You can prune a tree, cap its depth, or demand a minimum number of samples per leaf. These help. But there’s a cleverer trick: instead of agonising over one perfect tree, grow a crowd of imperfect ones.

Bagging: wisdom of the (tree) crowd

The crowd technique is bagging, short for bootstrap aggregating. You draw many random samples of your data with replacement (so some rows repeat, some sit out), train a separate tree on each, and average their votes. Any one tree is twitchy and overconfident, but their errors are largely independent, so averaging cancels much of the variance out. It’s the statistical version of asking a thousand people to guess the weight of an ox: individually noisy, collectively uncanny.

Random forests: bagging with a twist

A random forest is bagging plus one extra dose of randomness. At every split, each tree is only allowed to consider a random subset of the features, not all of them. By default scikit-learn uses the square root of the total feature count (max_features='sqrt').

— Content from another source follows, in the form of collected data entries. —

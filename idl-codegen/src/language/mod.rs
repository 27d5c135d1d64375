//! Language-specific abstractions.
//!
//! This module provides traits and types for language-specific code generation:
//! - [`LanguageCodegen`] - Main trait for language emitters
//! - [`TypeMapper`] - Trait for mapping field shapes to language types
//! - [`FileScope`] - The file a declaration is being emitted into
//! - [`GenerateResult`] - Result of code generation
//! - [`PreviewFile`] - Generated file preview

mod traits;

pub use traits::{FileScope, GenerateResult, LanguageCodegen, MappedType, PreviewFile, TypeMapper};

Why hobble the trees like this? Because without it, if one feature is wildly predictive, every tree would pick it for the first split and they’d all end up near-identical clones. Correlated trees vote together, which defeats the point of a crowd. Forcing each tree to sometimes ignore the obvious star produces a genuinely diverse committee, and diversity is what makes the averaging work. The default forest in scikit-learn grows 100 such trees (n_estimators=100) and lets them vote.

from sklearn.ensemble import RandomForestClassifier
from sklearn.datasets import load_wine
from sklearn.model_selection import train_test_split

X, y = load_wine(return_X_y=True)
X_train, X_test, y_train, y_test = train_test_split(
    X, y, test_size=0.25, random_state=42
)

clf = RandomForestClassifier(
    n_estimators=300,     # more trees, more stable votes
    max_features="sqrt",  # feature randomness at each split
    random_state=42,
)
clf.fit(X_train, y_train)
print(f"Accuracy: {clf.score(X_test, y_test):.3f}")

# Which features actually mattered?
for name, imp in sorted(
    zip(load_wine().feature_names, clf.feature_importances_),
    key=lambda t: t[1], reverse=True,
)[:5]:
    print(f"{name:25s} {imp:.3f}")

Feature importance (with a caveat)

That feature_importances_ attribute is a lovely freebie. The forest tracks how much each feature reduced impurity across all its splits and reports the totals: a quick ranking of what drove the predictions. Just don’t worship it blindly. This default (impurity-based) importance is biased toward high-cardinality features like continuous numbers or IDs, and it can mislead when features are correlated. When the stakes are real, reach for permutation importance instead, which measures how much accuracy drops when you scramble a column.

The trade-offs, honestly

Forests are the reliable workhorse of tabular machine learning: accurate out of the box, robust to outliers, indifferent to feature scaling, and refreshingly hard to overfit. The price is interpretability and size. A single tree you can print and read aloud; 300 trees are a black box you query, not a flowchart you follow. They’re also heavier to store and slower to predict.

The takeaway: when you have tabular data and want a strong baseline with almost no fuss, start with a random forest, leave the defaults mostly alone, bump n_estimators up a bit, and read off feature_importances_ for a first look at what matters, then confirm the important features with permutation importance before you bet anything on them. One tree is a clever guesser; a forest is a wise committee, and the committee almost always wins.